Only the number is wanted: how many lines of these entries contain the word "boards"?

══ Material provided ══

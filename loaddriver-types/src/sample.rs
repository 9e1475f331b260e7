//! Timing records produced by clients.

use std::borrow::Cow;
use std::fmt;
use std::sync::Arc;
use std::time::{Duration, SystemTime};

use serde::{Deserialize, Serialize};
use uuid::Uuid;

/// Identifies a single benchmark run.
///
/// Every batch handed to the metrics store carries the run identifier, so samples from
/// concurrent or subsequent runs never mix.
#[derive(Clone, Copy, Debug, Eq, PartialEq, Hash, Ord, PartialOrd, Deserialize, Serialize)]
pub struct RunId(Uuid);

impl RunId {
    /// Creates a new, time-ordered run identifier.
    pub fn new() -> Self {
        Self(Uuid::now_v7())
    }

    /// Returns the underlying UUID.
    pub fn as_uuid(&self) -> &Uuid {
        &self.0
    }
}

impl Default for RunId {
    fn default() -> Self {
        Self::new()
    }
}

impl fmt::Display for RunId {
    fn fmt(&self, f: &mut fmt::Formatter<'_>) -> fmt::Result {
        self.0.fmt(f)
    }
}

/// Identifies a worker participating in a run.
#[derive(Clone, Copy, Debug, Eq, PartialEq, Hash, Ord, PartialOrd, Deserialize, Serialize)]
pub struct WorkerId(pub usize);

impl fmt::Display for WorkerId {
    fn fmt(&self, f: &mut fmt::Formatter<'_>) -> fmt::Result {
        write!(f, "worker-{}", self.0)
    }
}

/// The measurement phase a sample belongs to.
#[derive(Clone, Copy, Debug, Eq, PartialEq, Hash, Ord, PartialOrd, Deserialize, Serialize)]
#[serde(rename_all = "lowercase")]
pub enum Phase {
    /// Produced like any other sample, but meant to be excluded from results.
    Warmup,
    /// Part of the measurement window.
    Measurement,
}

impl fmt::Display for Phase {
    fn fmt(&self, f: &mut fmt::Formatter<'_>) -> fmt::Result {
        match self {
            Phase::Warmup => f.write_str("warmup"),
            Phase::Measurement => f.write_str("measurement"),
        }
    }
}

/// The result of a single operation attempt.
#[derive(Clone, Copy, Debug, Eq, PartialEq, Hash, Deserialize, Serialize)]
#[serde(rename_all = "lowercase")]
pub enum Outcome {
    /// The operation succeeded.
    Success,
    /// The operation failed with an error the task tolerates.
    Error,
    /// The operation did not complete within its timeout.
    Timeout,
}

/// Timing of one completed or failed operation attempt.
///
/// Samples are immutable once created. The latency of a sample is measured from the time the
/// operation *should* have been issued, so it includes any queueing delay a client incurred
/// because it could not start on time. It is therefore never less than the service time.
#[derive(Clone, Debug, PartialEq, Deserialize, Serialize)]
pub struct Sample {
    /// Name of the task that issued the operation.
    pub task: Arc<str>,
    /// Name of the operation.
    pub operation: Arc<str>,
    /// Index of the client within its task.
    pub client: usize,
    /// Index of the operation within the client's schedule.
    pub iteration: u64,
    /// Wall-clock time at which the operation was actually issued.
    #[serde(with = "humantime_serde")]
    pub start: SystemTime,
    /// Wall-clock time at which the operation was scheduled to be issued.
    ///
    /// Equal to [`start`](Self::start) for unthrottled tasks.
    #[serde(with = "humantime_serde")]
    pub ideal_start: SystemTime,
    /// Duration of the call itself.
    #[serde(with = "humantime_serde")]
    pub service_time: Duration,
    /// Time from the ideal issue time to completion.
    #[serde(with = "humantime_serde")]
    pub latency: Duration,
    /// Result of the attempt.
    pub outcome: Outcome,
    /// Description of the error for failed attempts.
    #[serde(default, skip_serializing_if = "Option::is_none")]
    pub error: Option<String>,
    /// Weight of the operation for throughput reporting, such as the number of documents.
    pub weight: f64,
    /// Unit of [`weight`](Self::weight).
    pub unit: Cow<'static, str>,
    /// Phase the sample was produced in.
    pub phase: Phase,
}

impl Sample {
    /// Returns the time the operation waited beyond its ideal issue time.
    pub fn queueing_delay(&self) -> Duration {
        self.latency.saturating_sub(self.service_time)
    }
}

/// A batch of samples handed to the metrics store.
#[derive(Clone, Debug, PartialEq, Deserialize, Serialize)]
pub struct SampleBatch {
    /// The run that produced the samples.
    pub run: RunId,
    /// The worker that produced the samples.
    pub worker: WorkerId,
    /// The samples in the order they were received by the sink.
    pub samples: Vec<Sample>,
}

#[cfg(test)]
mod tests {
    use super::*;

    #[test]
    fn serializes_durations_human_readable() {
        let start = SystemTime::UNIX_EPOCH + Duration::from_secs(1_700_000_000);
        let sample = Sample {
            task: "search".into(),
            operation: "query".into(),
            client: 3,
            iteration: 7,
            start,
            ideal_start: start - Duration::from_millis(5),
            service_time: Duration::from_millis(20),
            latency: Duration::from_millis(25),
            outcome: Outcome::Success,
            error: None,
            weight: 1.0,
            unit: "ops".into(),
            phase: Phase::Measurement,
        };

        let json = serde_json::to_value(&sample).unwrap();
        assert_eq!(json["service_time"], "20ms");
        assert_eq!(json["latency"], "25ms");
        assert_eq!(json["outcome"], "success");
        assert_eq!(json["phase"], "measurement");
        assert!(json.get("error").is_none());

        let parsed: Sample = serde_json::from_value(json).unwrap();
        assert_eq!(parsed.queueing_delay(), Duration::from_millis(5));
    }

    #[test]
    fn worker_display() {
        assert_eq!(WorkerId(2).to_string(), "worker-2");
    }
}
//! Database schema migrations for SQLite.
//!
//! A simple versioned migration system. Each migration is a SQL batch that
//! transforms the schema from version N to N+1.

use rusqlite::Connection;

use crate::error::{Result, StoreError};

/// Current schema version.
pub const CURRENT_VERSION: u32 = 1;

/// Initialize or migrate the database schema.
///
/// Idempotent: it can be called multiple times safely.
pub fn migrate(conn: &mut Connection) -> Result<()> {
    conn.execute(
        "CREATE TABLE IF NOT EXISTS schema_migrations (
            version INTEGER PRIMARY KEY,
            applied_at INTEGER NOT NULL
        )",
        [],
    )?;

    let current: u32 = conn.query_row(
        "SELECT COALESCE(MAX(version), 0) FROM schema_migrations",
        [],
        |row| row.get(0),
    )?;

    if current > CURRENT_VERSION {
        return Err(StoreError::Migration(format!(
            "database schema version {} is newer than supported version {}",
            current, CURRENT_VERSION
        )));
    }

    if current < CURRENT_VERSION {
        let tx = conn.transaction()?;

        for version in (current + 1)..=CURRENT_VERSION {
            apply_migration(&tx, version)?;

            tx.execute(
                "INSERT INTO schema_migrations (version, applied_at) VALUES (?1, ?2)",
                rusqlite::params![version, pinboard_core::now_millis()],
            )?;
            tracing::debug!(version, "applied schema migration");
        }

        tx.commit()?;
    }

    Ok(())
}

/// Apply a specific migration version.
fn apply_migration(conn: &Connection, version: u32) -> Result<()> {
    match version {
        1 => apply_v1(conn),
        _ => Err(StoreError::Migration(format!(
            "unknown migration version: {}",
            version
        ))),
    }
}

/// Migration v1: Initial schema.
fn apply_v1(conn: &Connection) -> Result<()> {
    conn.execute_batch(
        r#"
        CREATE TABLE users (
            id INTEGER PRIMARY KEY AUTOINCREMENT,
            username TEXT NOT NULL,
            username_key TEXT NOT NULL UNIQUE,    -- lowercased username
            password_hash TEXT NOT NULL,          -- Argon2id PHC string
            is_admin INTEGER NOT NULL DEFAULT 0,
            created_at INTEGER NOT NULL           -- Unix ms
        );

        -- One live bearer token per user, stored as a Blake3 digest
        CREATE TABLE sessions (
            user_id INTEGER PRIMARY KEY REFERENCES users(id) ON DELETE CASCADE,
            token_digest BLOB NOT NULL UNIQUE,    -- 32 bytes
            created_at INTEGER NOT NULL
        );

        CREATE TABLE boards (
            id INTEGER PRIMARY KEY AUTOINCREMENT,
            title TEXT NOT NULL,
            description TEXT NOT NULL DEFAULT '',
            created_at INTEGER NOT NULL,
            owner_id INTEGER NOT NULL REFERENCES users(id) ON DELETE CASCADE,
            invite_token TEXT NOT NULL UNIQUE
        );

        -- Membership join table (non-owner collaborators)
        CREATE TABLE board_members (
            board_id INTEGER NOT NULL REFERENCES boards(id) ON DELETE CASCADE,
            user_id INTEGER NOT NULL REFERENCES users(id) ON DELETE CASCADE,
            PRIMARY KEY (board_id, user_id)
        );

        CREATE TABLE sections (
            id INTEGER PRIMARY KEY AUTOINCREMENT,
            board_id INTEGER NOT NULL REFERENCES boards(id) ON DELETE CASCADE,
            title TEXT NOT NULL,
            description TEXT NOT NULL DEFAULT '',
            created_at INTEGER NOT NULL
        );

        CREATE TABLE stickers (
            id INTEGER PRIMARY KEY AUTOINCREMENT,
            section_id INTEGER NOT NULL REFERENCES sections(id) ON DELETE CASCADE,
            title TEXT NOT NULL,
            text TEXT NOT NULL DEFAULT '',
            created_at INTEGER NOT NULL,
            assigned_to INTEGER REFERENCES users(id) ON DELETE SET NULL
        );

        -- Indexes for common queries
        CREATE INDEX idx_boards_owner ON boards(owner_id, created_at);
        CREATE INDEX idx_board_members_user ON board_members(user_id, board_id);
        CREATE INDEX idx_sections_board ON sections(board_id, created_at);
        CREATE INDEX idx_stickers_section ON stickers(section_id, created_at);
        CREATE INDEX idx_stickers_assignee ON stickers(assigned_to);
        "#,
    )?;

    Ok(())
}

#[cfg(test)]
mod tests {
    use super::*;

    #[test]
    fn test_migration_creates_tables() {
        let mut conn = Connection::open_in_memory().unwrap();
        migrate(&mut conn).unwrap();

        let tables: Vec<String> = conn
            .prepare("SELECT name FROM sqlite_master WHERE type='table' ORDER BY name")
            .unwrap()
            .query_map([], |row| row.get(0))
            .unwrap()
            .collect::<std::result::Result<Vec<_>, _>>()
            .unwrap();

        for table in [
            "users",
            "sessions",
            "boards",
            "board_members",
            "sections",
            "stickers",
            "schema_migrations",
        ] {
            assert!(tables.contains(&table.to_string()), "missing table {}", table);
        }
    }

    #[test]
    fn test_migration_idempotent() {
        let mut conn = Connection::open_in_memory().unwrap();
        migrate(&mut conn).unwrap();
        migrate(&mut conn).unwrap();

        let version: u32 = conn
            .query_row("SELECT MAX(version) FROM schema_migrations", [], |row| {
                row.get(0)
            })
            .unwrap();
        assert_eq!(version, CURRENT_VERSION);
    }

    #[test]
    fn test_newer_schema_is_rejected() {
        let mut conn = Connection::open_in_memory().unwrap();
        migrate(&mut conn).unwrap();
        conn.execute(
            "INSERT INTO schema_migrations (version, applied_at) VALUES (?1, 0)",
            [CURRENT_VERSION + 1],
        )
        .unwrap();

        assert!(matches!(migrate(&mut conn), Err(StoreError::Migration(_))));
    }
}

═══

• [Response below]
5